"I'm just thankful to be out there," a smiling Quarless said of that play following Tuesday's organized team activities practice in the Don Hutson Center. "It's good to have A-Rod hitting me and looking for me and stuff like that, so I'm just thankful. Full-fledged, everything forward right now."
Quarless suffered a devastating knee injury late in the 2011 season and never got on the field in 2012. He started training camp on the physically unable to perform list, was activated on Nov. 7 and practiced for a few weeks before going on season-ending injured reserve on Dec. 1.
"That was probably one of the hardest things to do in my life, to have to sit out and be away from the game," Quarless said. "It just gives you a greater appreciation for everything. It put a chip on my shoulder to have sat out that long, so I'm thankful."
Quarless was one of the unsung heroes of the Super Bowl championship season of 2010, when the rookie fifth-round pick took an injured Jermichael Finley's spot in the lineup. His statistics weren't spectacular — with 21 catches, his full-season total matched Finley's from four-plus games. But he provided field-stretching ability and developed as a blocker throughout the season.

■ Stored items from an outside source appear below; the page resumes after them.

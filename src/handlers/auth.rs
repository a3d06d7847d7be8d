//! Token issuance (public path).
//!
//! Login resolves the tenant from the `Host` header itself because public
//! paths bypass the pipeline. Verifying the subject's own credentials
//! (passwords, SSO) belongs to the external identity collaborator; this
//! service only binds a verified subject to its tenant and signs the
//! result.

use axum::{
    extract::{Host, State},
    Json,
};
use serde::Deserialize;
use validator::Validate;

use crate::error::AppError;
use crate::services::token::TokenResponse;
use crate::AppState;

#[derive(Debug, Deserialize, Validate)]
pub struct LoginRequest {
    #[validate(length(min = 1, max = 200))]
    pub subject: String,
    #[validate(length(min = 1, max = 64))]
    pub role: String,
}

pub async fn login(
    State(state): State<AppState>,
    Host(host): Host,
    Json(login): Json<LoginRequest>,
) -> Result<Json<TokenResponse>, AppError> {
    login.validate()?;

    let context = state.resolver.resolve(&host).await?;

    let access_token = state
        .tokens
        .issue_default(
            &login.subject,
            context.tenant_id,
            &context.subdomain,
            &login.role,
        )
        .map_err(|e| AppError::InternalError(anyhow::anyhow!("token issuance failed: {}", e)))?;

    tracing::info!(
        tenant_id = %context.tenant_id,
        subject = %login.subject,
        role = %login.role,
        "Identity token issued"
    );

    Ok(Json(TokenResponse {
        access_token,
        token_type: "Bearer".to_string(),
        expires_in: state.tokens.default_ttl_seconds(),
    }))
}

In 2011, Quarless caught just three passes but had emerged with Tom Crabtree as the best blockers among the tight ends. With Quarless in 2011, James Starks averaged 4.3 yards per rush and Ryan Grant 4.2. Without Quarless in 2012, Starks averaged 3.6, Cedric Benson 3.5 and Alex Green 3.4.
"Growing up, I kind of enjoyed the contact," Quarless said. "That's one of the reasons I play football. I enjoy the contact. Anyway I can utilize my skills like that, I'm all for it. I'm definitely ready to step up and take the challenge."

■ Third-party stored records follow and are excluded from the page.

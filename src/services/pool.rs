//! Per-tenant bounded connection pools.
//!
//! Exactly one live pool per tenant, capped at `max_size` physical
//! connections, with no connection ever crossing tenants. First borrow for
//! a tenant builds the pool under that tenant's creation lock; borrows for
//! other tenants never contend with it. A background sweep evicts pools
//! that have sat idle past the configured threshold.

use async_trait::async_trait;
use chrono::{DateTime, Utc};
use dashmap::DashMap;
use secrecy::{ExposeSecret, Secret};
use serde::Serialize;
use sqlx::postgres::PgConnection;
use sqlx::Connection;
use std::sync::atomic::{AtomicI64, AtomicU8, AtomicUsize, Ordering};
use std::sync::{Arc, Mutex};
use std::time::Duration;
use tokio::sync::{OwnedSemaphorePermit, Semaphore};
use tracing::{debug, info, warn};
use uuid::Uuid;

use crate::config::PoolConfig;
use crate::error::AppError;
use crate::services::credentials::CredentialCache;

/// A live physical connection to a tenant's dedicated store.
#[async_trait]
pub trait TenantConnection: Send {
    /// Liveness probe against the underlying connection.
    async fn ping(&mut self) -> Result<(), AppError>;
}

/// Opens physical connections from a decrypted connection descriptor.
/// The pool manager is the only caller.
#[async_trait]
pub trait ConnectionOpener: Send + Sync {
    async fn open(&self, descriptor: &Secret<String>)
        -> Result<Box<dyn TenantConnection>, AppError>;
}

/// Production opener: one `PgConnection` per slot.
pub struct PgConnectionOpener;

struct PgTenantConnection(PgConnection);

#[async_trait]
impl TenantConnection for PgTenantConnection {
    async fn ping(&mut self) -> Result<(), AppError> {
        self.0
            .ping()
            .await
            .map_err(|e| AppError::DatabaseError(anyhow::Error::new(e)))
    }
}

#[async_trait]
impl ConnectionOpener for PgConnectionOpener {
    async fn open(
        &self,
        descriptor: &Secret<String>,
    ) -> Result<Box<dyn TenantConnection>, AppError> {
        let conn = PgConnection::connect(descriptor.expose_secret())
            .await
            .map_err(|e| AppError::DatabaseError(anyhow::Error::new(e)))?;
        Ok(Box::new(PgTenantConnection(conn)))
    }
}

#[derive(Debug, Clone, Copy, PartialEq, Eq)]
enum PoolState {
    Open,
    /// Closed because the tenant was suspended or rotated.
    Revoked,
    /// Closed by the idle sweep; a later borrow may rebuild the pool.
    Swept,
}

enum BorrowFailure {
    Timeout,
    Closed(PoolState),
    App(AppError),
}

/// Decrements the waiter count even when the borrow future is dropped.
struct WaitGuard<'a>(&'a AtomicUsize);

impl Drop for WaitGuard<'_> {
    fn drop(&mut self) {
        self.0.fetch_sub(1, Ordering::SeqCst);
    }
}

struct TenantPool {
    tenant_id: Uuid,
    permits: Arc<Semaphore>,
    idle: Mutex<Vec<Box<dyn TenantConnection>>>,
    state: AtomicU8,
    active: AtomicUsize,
    waiting: AtomicUsize,
    created_at: DateTime<Utc>,
    /// Unix millis of the most recent borrow or return.
    last_used_at: AtomicI64,
}

impl TenantPool {
    fn new(tenant_id: Uuid, max_size: usize) -> Self {
        Self {
            tenant_id,
            permits: Arc::new(Semaphore::new(max_size)),
            idle: Mutex::new(Vec::new()),
            state: AtomicU8::new(PoolState::Open as u8),
            active: AtomicUsize::new(0),
            waiting: AtomicUsize::new(0),
            created_at: Utc::now(),
            last_used_at: AtomicI64::new(Utc::now().timestamp_millis()),
        }
    }

    fn state(&self) -> PoolState {
        match self.state.load(Ordering::SeqCst) {
            0 => PoolState::Open,
            1 => PoolState::Revoked,
            _ => PoolState::Swept,
        }
    }

    fn touch(&self) {
        self.last_used_at
            .store(Utc::now().timestamp_millis(), Ordering::SeqCst);
    }

    fn take_idle(&self) -> Option<Box<dyn TenantConnection>> {
        self.idle.lock().expect("pool idle list lock").pop()
    }

    fn return_idle(&self, conn: Box<dyn TenantConnection>) {
        self.idle.lock().expect("pool idle list lock").push(conn);
    }

    /// Close the pool: wake every waiter and drop idle connections.
    fn close(&self, state: PoolState) {
        self.state.store(state as u8, Ordering::SeqCst);
        self.permits.close();
        self.idle.lock().expect("pool idle list lock").clear();
    }

    async fn acquire(
        self: &Arc<Self>,
        opener: &dyn ConnectionOpener,
        credentials: &CredentialCache,
        acquire_timeout: Duration,
    ) -> Result<PooledConnection, BorrowFailure> {
        self.waiting.fetch_add(1, Ordering::SeqCst);
        let wait_guard = WaitGuard(&self.waiting);
        let permit =
            tokio::time::timeout(acquire_timeout, self.permits.clone().acquire_owned()).await;
        drop(wait_guard);

        // Dropping the timed future on caller disconnect abandons the wait
        // without claiming a slot; the guard keeps the waiter count honest.
        let permit = match permit {
            Err(_) => return Err(BorrowFailure::Timeout),
            Ok(Err(_)) => return Err(BorrowFailure::Closed(self.state())),
            Ok(Ok(permit)) => permit,
        };

        if self.state() != PoolState::Open {
            return Err(BorrowFailure::Closed(self.state()));
        }

        let conn = match self.take_idle() {
            Some(conn) => conn,
            None => {
                // Physical connections open lazily; the descriptor comes
                // from the credential cache, never straight from storage.
                let descriptor = credentials
                    .descriptor_for(self.tenant_id)
                    .await
                    .map_err(BorrowFailure::App)?;
                opener.open(&descriptor).await.map_err(BorrowFailure::App)?
            }
        };

        self.active.fetch_add(1, Ordering::SeqCst);
        self.touch();

        Ok(PooledConnection {
            conn: Some(conn),
            pool: Arc::clone(self),
            _permit: permit,
        })
    }
}

/// A borrowed connection. Returning it to the pool is its drop behavior;
/// if the pool was closed in the meantime the connection is dropped
/// instead of re-pooled.
pub struct PooledConnection {
    conn: Option<Box<dyn TenantConnection>>,
    pool: Arc<TenantPool>,
    _permit: OwnedSemaphorePermit,
}

impl std::fmt::Debug for PooledConnection {
    fn fmt(&self, f: &mut std::fmt::Formatter<'_>) -> std::fmt::Result {
        f.debug_struct("PooledConnection")
            .field("tenant_id", &self.pool.tenant_id)
            .finish_non_exhaustive()
    }
}

impl PooledConnection {
    pub fn tenant_id(&self) -> Uuid {
        self.pool.tenant_id
    }

    pub fn connection(&mut self) -> &mut dyn TenantConnection {
        self.conn
            .as_deref_mut()
            .expect("connection present until drop")
    }
}

impl Drop for PooledConnection {
    fn drop(&mut self) {
        self.pool.active.fetch_sub(1, Ordering::SeqCst);
        self.pool.touch();
        if let Some(conn) = self.conn.take() {
            if self.pool.state() == PoolState::Open {
                self.pool.return_idle(conn);
            }
        }
        // The permit drops after the connection is back in the idle list,
        // so the freed slot always finds it there.
    }
}

/// Operational counters for one tenant pool.
#[derive(Debug, Clone, Serialize)]
pub struct PoolStats {
    pub tenant_id: Uuid,
    pub active: usize,
    pub idle: usize,
    pub waiting: usize,
    pub created_at: DateTime<Utc>,
    pub last_used_at: DateTime<Utc>,
}

/// Owner of every tenant pool and of the per-tenant creation locks.
/// No other component constructs raw connections.
pub struct PoolManager {
    pools: DashMap<Uuid, Arc<TenantPool>>,
    creation_locks: DashMap<Uuid, Arc<tokio::sync::Mutex<()>>>,
    opener: Arc<dyn ConnectionOpener>,
    credentials: Arc<CredentialCache>,
    config: PoolConfig,
}

impl PoolManager {
    pub fn new(
        opener: Arc<dyn ConnectionOpener>,
        credentials: Arc<CredentialCache>,
        config: PoolConfig,
    ) -> Self {
        Self {
            pools: DashMap::new(),
            creation_locks: DashMap::new(),
            opener,
            credentials,
            config,
        }
    }

    /// Borrow a connection for a tenant, blocking up to the configured
    /// timeout for a free slot. This is the single entry point for every
    /// downstream consumer.
    pub async fn borrow(&self, tenant_id: Uuid) -> Result<PooledConnection, AppError> {
        loop {
            let pool = self.pool_for(tenant_id).await?;
            match pool
                .acquire(
                    self.opener.as_ref(),
                    &self.credentials,
                    self.config.acquire_timeout,
                )
                .await
            {
                Ok(conn) => return Ok(conn),
                Err(BorrowFailure::Timeout) => return Err(AppError::PoolTimeout),
                Err(BorrowFailure::App(err)) => return Err(err),
                Err(BorrowFailure::Closed(state)) => {
                    // The pool died under us, either swept while idle or
                    // revoked for rotation or suspension. Drop the dead
                    // instance and rebuild; recreation re-checks the
                    // tenant through the credential source, so a
                    // suspended tenant still comes back as an error.
                    debug!(
                        tenant_id = %tenant_id,
                        state = ?state,
                        "Pool closed under borrower, rebuilding"
                    );
                    self.pools
                        .remove_if(&tenant_id, |_, p| Arc::ptr_eq(p, &pool));
                    continue;
                }
            }
        }
    }

    /// Get or lazily create the tenant's pool. Creation is serialized per
    /// tenant: the first requester builds, racers wait on the same lock and
    /// then find the published pool.
    async fn pool_for(&self, tenant_id: Uuid) -> Result<Arc<TenantPool>, AppError> {
        if let Some(pool) = self.pools.get(&tenant_id) {
            return Ok(Arc::clone(&pool));
        }

        let lock = self
            .creation_locks
            .entry(tenant_id)
            .or_default()
            .clone();
        let _guard = lock.lock().await;

        if let Some(pool) = self.pools.get(&tenant_id) {
            return Ok(Arc::clone(&pool));
        }

        // Prime the credential cache before publishing: suspension and
        // decryption failures surface here, and a suspended tenant never
        // gets a fresh pool.
        self.credentials.descriptor_for(tenant_id).await?;

        let pool = Arc::new(TenantPool::new(tenant_id, self.config.max_size));
        self.pools.insert(tenant_id, Arc::clone(&pool));
        info!(
            tenant_id = %tenant_id,
            max_size = self.config.max_size,
            "Tenant connection pool created"
        );
        Ok(pool)
    }

    /// Forced closure for suspension and credential rotation: invalidate
    /// the cached descriptor, close the pool, and drop it from the map.
    /// In-flight borrows finish their current work; nothing new is handed
    /// out.
    ///
    /// Runs under the tenant's creation lock so it cannot interleave with
    /// `pool_for`: a creation that read the tenant row before the
    /// suspension landed finishes publishing first and is then torn down
    /// here, cache entry included.
    pub async fn revoke(&self, tenant_id: Uuid) {
        let lock = self
            .creation_locks
            .entry(tenant_id)
            .or_default()
            .clone();
        let _guard = lock.lock().await;

        self.credentials.invalidate(tenant_id);
        if let Some((_, pool)) = self.pools.remove(&tenant_id) {
            pool.close(PoolState::Revoked);
            warn!(tenant_id = %tenant_id, "Tenant connection pool revoked");
        }
    }

    /// One sweep pass: evict pools with zero borrowers and no waiters that
    /// have been idle past the threshold.
    pub fn sweep_idle_pools(&self) {
        let threshold_ms = self.config.idle_eviction.as_millis() as i64;
        let now_ms = Utc::now().timestamp_millis();

        let expired: Vec<Uuid> = self
            .pools
            .iter()
            .filter(|entry| {
                let pool = entry.value();
                pool.active.load(Ordering::SeqCst) == 0
                    && pool.waiting.load(Ordering::SeqCst) == 0
                    && now_ms - pool.last_used_at.load(Ordering::SeqCst) >= threshold_ms
            })
            .map(|entry| *entry.key())
            .collect();

        for tenant_id in expired {
            let removed = self.pools.remove_if(&tenant_id, |_, pool| {
                pool.active.load(Ordering::SeqCst) == 0
                    && pool.waiting.load(Ordering::SeqCst) == 0
            });
            if let Some((_, pool)) = removed {
                pool.close(PoolState::Swept);
                info!(tenant_id = %tenant_id, "Idle tenant connection pool evicted");
            }
        }
    }

    /// Periodic sweep driver, spawned from `main`.
    pub fn spawn_sweeper(self: &Arc<Self>) -> tokio::task::JoinHandle<()> {
        let manager = Arc::clone(self);
        tokio::spawn(async move {
            let mut ticker = tokio::time::interval(manager.config.sweep_interval);
            ticker.set_missed_tick_behavior(tokio::time::MissedTickBehavior::Delay);
            loop {
                ticker.tick().await;
                manager.sweep_idle_pools();
            }
        })
    }

    /// Per-tenant operational counters for monitoring.
    pub fn stats(&self) -> Vec<PoolStats> {
        self.pools
            .iter()
            .map(|entry| {
                let pool = entry.value();
                PoolStats {
                    tenant_id: pool.tenant_id,
                    active: pool.active.load(Ordering::SeqCst),
                    idle: pool.idle.lock().expect("pool idle list lock").len(),
                    waiting: pool.waiting.load(Ordering::SeqCst),
                    created_at: pool.created_at,
                    last_used_at: DateTime::from_timestamp_millis(
                        pool.last_used_at.load(Ordering::SeqCst),
                    )
                    .unwrap_or_else(Utc::now),
                }
            })
            .collect()
    }

    pub fn stats_for(&self, tenant_id: Uuid) -> Option<PoolStats> {
        self.stats()
            .into_iter()
            .find(|s| s.tenant_id == tenant_id)
    }
}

Quarless said he could have tried to help the team last season, if necessary, but the knee just wasn't healthy. There were times he felt like he was letting the team down.

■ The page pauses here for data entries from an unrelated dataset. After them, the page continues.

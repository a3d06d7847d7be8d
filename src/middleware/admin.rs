//! Admin role gate, applied after context injection on the administrative
//! surface.

use axum::{extract::Request, middleware::Next, response::Response};

use crate::error::AppError;
use crate::middleware::cross_check::RequestIdentity;

const ADMIN_ROLE: &str = "admin";

pub async fn require_admin_middleware(req: Request, next: Next) -> Result<Response, AppError> {
    let identity = req.extensions().get::<RequestIdentity>().ok_or_else(|| {
        AppError::InternalError(anyhow::anyhow!("admin gate reached without identity"))
    })?;

    if identity.role != ADMIN_ROLE {
        tracing::warn!(
            target: "security",
            subject = %identity.subject,
            role = %identity.role,
            path = %req.uri().path(),
            "Non-admin access to administrative surface denied"
        );
        return Err(AppError::Forbidden(anyhow::anyhow!(
            "Administrative role required"
        )));
    }

    Ok(next.run(req).await)
}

In retrospect, he said the team made the right decision and he'll be a better player because of it. He stayed involved as the person in charge of creating the weekly game plan tests given to the tight ends.
"I think it made me strong as a person, first," Quarless said. "It was one of the hardest things to be away from football — just be out there and not make a contribution and help my team. I'm a big team player so it was just really tough, but it gave me a greater appreciation for this game and also life. It made me a stronger person plus a player."
Having missed last season, Quarless targeted getting on the field during these OTAs. Tuesday's big play — against a defense not allowed to hit, it's worth noting — showed hints of his size and explosion. Coach Mike McCarthy, acknowledging the team's cautious approach to bringing back injured players, said Quarless is "probably moving better" now than before the injury.
"Clearly the best shape he's been in since he's been a Green Bay Packer," McCarthy said. "I would like to think he's fully past his injury. Sometimes it takes a full year-and-a-half to do that. He looks really good. He spends a lot of extra time here. He has done an excellent job in the area of strength and conditioning and nutrition, so I really look for him to make an impact and definitely give us that player that we all felt that he was coming on there at the end of his rookie year. He's the one guy that has shown the ability to play on the line and off the line and we're challenging the other tight ends to do so. He can clearly play all four positions for us in the tight end playbook, so he looks good."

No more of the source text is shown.